The litmus test is how many classes have to change if you make one change to your programme. This is also the same litmus test you can use for discovering coupling, as the higher the coupling the greater the issue.

Liskov Substitution

In any design, a class should be able to be substitutable for its base class or any derived class from that base class (including derivations of its children ad infinitum). This is a simple one, as it just involves using abstract or base classes (or indeed interfaces) to allow any derivation/implementation of a class/interface to be put in the place of the original abstract entity.

This makes sense mainly because otherwise you violate open-closed (as you have to modify classes inside other classes if you have not injected it) and also cause a lot of work, as you are dealing with very specific cases all the time, exploding the amount of coupling involved. Learning to use encapsulation, inheritance, composition, abstraction and polymorphic techniques will save you a lot of code and time in the long run.

Interface Segregation

This is an interesting one for me. Interfaces are a bit weird. Those without any understanding of interfaces never use them. So this principle never gets applied to interfaces (but can equally well be applied to pure abstract classes in languages that support multiple inheritance). Those who understand interfaces and why Fowler's definition of 'header interfaces' are a bad thing are already most likely using this principle but the ones to watch the most are those who do know what interfaces are and use them, but do not understand header interfaces! They will use interfaces as if they are just abstract classes, which is a huge mistake! Definitely a case of a little knowledge is dangerous.

Unfortunately, the way developers use dependency injection and mocking frameworks tends to encourage (if not forces) them to create these header interfaces and the results can be pointless at best or catastrophic at worst.

Interface segregation aims to classify a class' functionality into role specific 'contract structures' (I refuse to use the word 'contract' as interfaces only solve half the problem, i.e. the statics, but give no indication of the dynamics of the system).

Consider it this way. You are a person, a class if you will. You perform many roles. You are a child, a worker, a parent maybe, a friend to someone (hopefully), a spouse etc. and you interact with the different people in your lives in different ways in those different roles. Each of your faces is the way you communicate inter-personally (See what I did there with the mnemonic? Ha-Haaa! I still got it! :o) ).

So look at your objects in context and determine if you really want to be using that header interface just to mock something and thereby "designing-by-tool" - Constraining the design by what the framework can support, makes you a tool!... (Two from two)

Dependency Inversion

This ties in nicely with Liskov substitution, since you should never depend on the concrete classes you create. So always make a link to the abstract class or better still interface rather then the concrete version of the code. This will massively help reduce coupling but also allow for the Liskov substitution to take place much more easily.

Closing Remarks

Back in the day, this was bread and butter stuff. So know it!! It will help you understand design patterns, develop your own usage of patterns, find anti-patterns, apply code smells, understand why coupling is important etc. etc. etc. It's the basics! 
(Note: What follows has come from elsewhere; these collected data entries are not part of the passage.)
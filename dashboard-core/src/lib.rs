//! Core library for the weather dashboard.
//!
//! This crate defines:
//! - Configuration & credentials handling
//! - The OpenWeather client behind the `WeatherSource` trait
//! - Forecast grouping, per-day summaries and condition theming
//! - `WeatherViewModel`, the stateful controller a front end renders from
//!
//! It is used by `dashboard-cli`, but can also be reused by other front ends.

pub mod condition;
pub mod config;
pub mod debounce;
pub mod error;
pub mod grouping;
pub mod model;
pub mod provider;
pub mod summary;
pub mod units;
pub mod view;
pub mod view_model;

pub use condition::{IconName, PresentationCategory, classify, classify_icon};
pub use config::{Config, FailurePolicy};
pub use error::{LocationError, WeatherError};
pub use grouping::{DayGroup, DayGroups, group_by_day};
pub use model::{CitySuggestion, Coordinates, CurrentWeather, ForecastSample, WeatherBundle};
pub use provider::{WeatherSource, openweather::OpenWeatherClient, source_from_config};
pub use summary::{DaySummary, summarize};
pub use units::{Unit, to_display_temperature, to_display_wind_speed};
pub use view::DashboardView;
pub use view_model::{FALLBACK_CITY, LoadOutcome, Phase, ViewEvent, ViewState, WeatherViewModel};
What surprises me is that even with the introduction of fully OO languages into the mainstream, this has not actually improved OO code that much. Indeed, in the case of the mid-level developer, the introduction of OO languages that force the use of OO, seems to have made that standard worse. I would hope that people actually start to learn these again as part of self-tutorship, degree programmes, programming courses etc. but it isn't fun and sexy (though more now than ever), so it doesn't get the recognition and understanding that it deserves.